WORK INSTRUCTIONS -
Exactly the lines from the line containing "assert_eq!(buf, [0; 4]);" through the last line of the entries below should appear in the answer, reproduced verbatim.

PROVIDED RECORDS -
● ● ● ● ● ● ●

//! Codec devices: the synchronous PCM endpoints the pipeline reads the
//! microphone from and the players write to.
//!
//! Implementations:
//! - [`NullCodec`]: silence in, output discarded (counted).
//! - [`WavSource`]: loops a WAV file or sample buffer as the microphone.
//! - `CpalCodec`: host capture/playback, behind the `audio-cpal` feature.

#[cfg(feature = "audio-cpal")]
mod host;

#[cfg(feature = "audio-cpal")]
pub use host::CpalCodec;

use std::path::Path;
use std::sync::atomic::{AtomicBool, AtomicU8, AtomicUsize, Ordering};
use std::time::Duration;

use parking_lot::Mutex;
use tracing::{debug, info};

use crate::audio::i16_to_bytes;
use crate::error::{Result, SpeakerError};
use crate::graph::SoundInfo;

/// A blocking PCM device.
pub trait CodecDevice: Send + Sync {
    /// Fill `buf` completely with captured PCM.
    fn read(&self, buf: &mut [u8]) -> Result<()>;

    /// Play `buf`.
    fn write(&self, buf: &[u8]) -> Result<()>;

    fn set_out_mute(&self, mute: bool) -> Result<()>;

    /// Output volume in percent, 0..=100.
    fn set_out_volume(&self, volume: u8) -> Result<()>;
}

/// Output-side bookkeeping shared by the software devices.
#[derive(Debug, Default)]
pub struct OutputStats {
    written: AtomicUsize,
    mute_toggles: AtomicUsize,
    muted: AtomicBool,
    volume: AtomicU8,
}

impl OutputStats {
    fn record_write(&self, n: usize) {
        if !self.muted.load(Ordering::Relaxed) {
            self.written.fetch_add(n, Ordering::Relaxed);
        }
    }

    fn record_mute(&self, mute: bool) {
        self.muted.store(mute, Ordering::Relaxed);
        self.mute_toggles.fetch_add(1, Ordering::Relaxed);
    }

    /// Bytes played while unmuted.
    pub fn written(&self) -> usize {
        self.written.load(Ordering::Relaxed)
    }

    pub fn mute_toggles(&self) -> usize {
        self.mute_toggles.load(Ordering::Relaxed)
    }

    pub fn is_muted(&self) -> bool {
        self.muted.load(Ordering::Relaxed)
    }

    pub fn volume(&self) -> u8 {
        self.volume.load(Ordering::Relaxed)
    }
}

/// Silent microphone and a speaker that only counts.
#[derive(Debug, Default)]
pub struct NullCodec {
    stats: OutputStats,
    pace: Option<SoundInfo>,
}

impl NullCodec {
    /// Sleep on each read for as long as `info` takes to capture it.
    pub fn paced(info: SoundInfo) -> Self {
        Self {
            stats: OutputStats::default(),
            pace: Some(info),
        }
    }

    pub fn stats(&self) -> &OutputStats {
        &self.stats
    }
}

impl CodecDevice for NullCodec {
    fn read(&self, buf: &mut [u8]) -> Result<()> {
        buf.fill(0);
        if let Some(info) = self.pace {
            std::thread::sleep(capture_time(info, buf.len()));
        }
        Ok(())
    }

    fn write(&self, buf: &[u8]) -> Result<()> {
        self.stats.record_write(buf.len());
        Ok(())
    }

    fn set_out_mute(&self, mute: bool) -> Result<()> {
        self.stats.record_mute(mute);
        Ok(())
    }

    fn set_out_volume(&self, volume: u8) -> Result<()> {
        self.stats.volume.store(volume.min(100), Ordering::Relaxed);
        Ok(())
    }
}

fn capture_time(info: SoundInfo, bytes: usize) -> Duration {
    let bytes_per_sec = info.sample_rate as u64 * info.frame_bytes() as u64;
    if bytes_per_sec == 0 {
        return Duration::ZERO;
    }
    Duration::from_micros(bytes as u64 * 1_000_000 / bytes_per_sec)
}

/// File-backed microphone. Loops its samples forever.
#[derive(Debug)]
pub struct WavSource {
    samples: Vec<i16>,
    info: SoundInfo,
    pos: Mutex<usize>,
    pace: bool,
    stats: OutputStats,
}

impl WavSource {
    /// Load a 16-bit WAV file.
    ///
    /// # Errors
    /// `NotSupported` for anything but 16-bit integer PCM, `Device` when the
    /// file cannot be decoded.
    pub fn open(path: impl AsRef<Path>) -> Result<Self> {
        let path = path.as_ref();
        let mut reader = hound::WavReader::open(path)
            .map_err(|e| SpeakerError::Device(format!("{}: {e}", path.display())))?;
        let spec = reader.spec();
        if spec.bits_per_sample != 16 || spec.sample_format != hound::SampleFormat::Int {
            return Err(SpeakerError::NotSupported(format!(
                "{}: need 16-bit PCM, got {} bit {:?}",
                path.display(),
                spec.bits_per_sample,
                spec.sample_format
            )));
        }
        let samples = reader
            .samples::<i16>()
            .collect::<std::result::Result<Vec<_>, _>>()
            .map_err(|e| SpeakerError::Device(format!("{}: {e}", path.display())))?;
        let channels = u8::try_from(spec.channels)
            .map_err(|_| SpeakerError::NotSupported(format!("{} channels", spec.channels)))?;
        info!(
            path = %path.display(),
            sample_rate = spec.sample_rate,
            channels,
            samples = samples.len(),
            "wav source loaded"
        );
        Self::from_samples(samples, SoundInfo::new(spec.sample_rate, channels, 16))
    }

    /// # Errors
    /// `InvalidArgument` for an empty buffer.
    pub fn from_samples(samples: Vec<i16>, info: SoundInfo) -> Result<Self> {
        if samples.is_empty() {
            return Err(SpeakerError::InvalidArgument("wav source has no samples".into()));
        }
        Ok(Self {
            samples,
            info,
            pos: Mutex::new(0),
            pace: false,
            stats: OutputStats::default(),
        })
    }

    /// Deliver reads no faster than real time.
    pub fn with_pacing(mut self) -> Self {
        self.pace = true;
        self
    }

    pub fn info(&self) -> SoundInfo {
        self.info
    }

    pub fn stats(&self) -> &OutputStats {
        &self.stats
    }
}

impl CodecDevice for WavSource {
    fn read(&self, buf: &mut [u8]) -> Result<()> {
        let wanted = buf.len() / 2;
        let mut chunk = Vec::with_capacity(wanted);
        {
            let mut pos = self.pos.lock();
            for _ in 0..wanted {
                chunk.push(self.samples[*pos]);
                *pos = (*pos + 1) % self.samples.len();
            }
        }
        let mut bytes = Vec::with_capacity(buf.len());
        i16_to_bytes(&chunk, &mut bytes);
        buf[..bytes.len()].copy_from_slice(&bytes);
        if buf.len() > bytes.len() {
            buf[bytes.len()..].fill(0);
        }
        if self.pace {
            std::thread::sleep(capture_time(self.info, buf.len()));
        }
        Ok(())
    }

    fn write(&self, buf: &[u8]) -> Result<()> {
        self.stats.record_write(buf.len());
        Ok(())
    }

    fn set_out_mute(&self, mute: bool) -> Result<()> {
        debug!(mute, "wav source mute");
        self.stats.record_mute(mute);
        Ok(())
    }

    fn set_out_volume(&self, volume: u8) -> Result<()> {
        self.stats.volume.store(volume.min(100), Ordering::Relaxed);
        Ok(())
    }
}

#[cfg(test)]
mod tests {
    use super::*;

    #[test]
    fn null_codec_counts_unmuted_output() {
        let codec = NullCodec::default();
        codec.write(&[0; 10]).unwrap();
        codec.set_out_mute(true).unwrap();
        codec.write(&[0; 10]).unwrap();
        codec.set_out_mute(false).unwrap();
        codec.set_out_volume(170).unwrap();
        assert_eq!(codec.stats().written(), 10);
        assert_eq!(codec.stats().mute_toggles(), 2);
        assert_eq!(codec.stats().volume(), 100);

        let mut buf = [7u8; 4];
        codec.read(&mut buf).unwrap();
        assert_eq!(buf, [0; 4]);
    }

    #[test]
    fn wav_source_loops() {
        let src = WavSource::from_samples(vec![1, 2, 3], SoundInfo::new(16000, 1, 16)).unwrap();
        let mut buf = [0u8; 8];
        src.read(&mut buf).unwrap();
        assert_eq!(buf, [1, 0, 2, 0, 3, 0, 1, 0]);
        src.read(&mut buf[..2]).unwrap();
        assert_eq!(buf[..2], [2, 0]);
    }

    #[test]
    fn wav_source_reads_a_file() {
        let path = std::env::temp_dir().join(format!("speaker-wav-{}.wav", std::process::id()));
        let spec = hound::WavSpec {
            channels: 1,
            sample_rate: 16000,
            bits_per_sample: 16,
            sample_format: hound::SampleFormat::Int,
        };
        let mut w = hound::WavWriter::create(&path, spec).unwrap();
        for s in [100i16, -100, 200] {
            w.write_sample(s).unwrap();
        }
        w.finalize().unwrap();

        let src = WavSource::open(&path).unwrap();
        assert_eq!(src.info(), SoundInfo::new(16000, 1, 16));
        let mut buf = [0u8; 6];
        src.read(&mut buf).unwrap();
        assert_eq!(i16::from_le_bytes([buf[2], buf[3]]), -100);
        let _ = std::fs::remove_file(path);
    }

    #[test]
    fn pacing_matches_capture_time() {
        let t = capture_time(SoundInfo::new(16000, 1, 16), 3200);
        assert_eq!(t, Duration::from_millis(100));
    }
}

● ● ● ● ● ● ●

RESPONSE BOX -
        assert_eq!(buf, [0; 4]);
    }

    #[test]
    fn wav_source_loops() {
        let src = WavSource::from_samples(vec![1, 2, 3], SoundInfo::new(16000, 1, 16)).unwrap();
        let mut buf = [0u8; 8];
        src.read(&mut buf).unwrap();
        assert_eq!(buf, [1, 0, 2, 0, 3, 0, 1, 0]);
        src.read(&mut buf[..2]).unwrap();
        assert_eq!(buf[..2], [2, 0]);
    }

    #[test]
    fn wav_source_reads_a_file() {
        let path = std::env::temp_dir().join(format!("speaker-wav-{}.wav", std::process::id()));
        let spec = hound::WavSpec {
            channels: 1,
            sample_rate: 16000,
            bits_per_sample: 16,
            sample_format: hound::SampleFormat::Int,
        };
        let mut w = hound::WavWriter::create(&path, spec).unwrap();
        for s in [100i16, -100, 200] {
            w.write_sample(s).unwrap();
        }
        w.finalize().unwrap();

        let src = WavSource::open(&path).unwrap();
        assert_eq!(src.info(), SoundInfo::new(16000, 1, 16));
        let mut buf = [0u8; 6];
        src.read(&mut buf).unwrap();
        assert_eq!(i16::from_le_bytes([buf[2], buf[3]]), -100);
        let _ = std::fs::remove_file(path);
    }

    #[test]
    fn pacing_matches_capture_time() {
        let t = capture_time(SoundInfo::new(16000, 1, 16), 3200);
        assert_eq!(t, Duration::from_millis(100));
    }
}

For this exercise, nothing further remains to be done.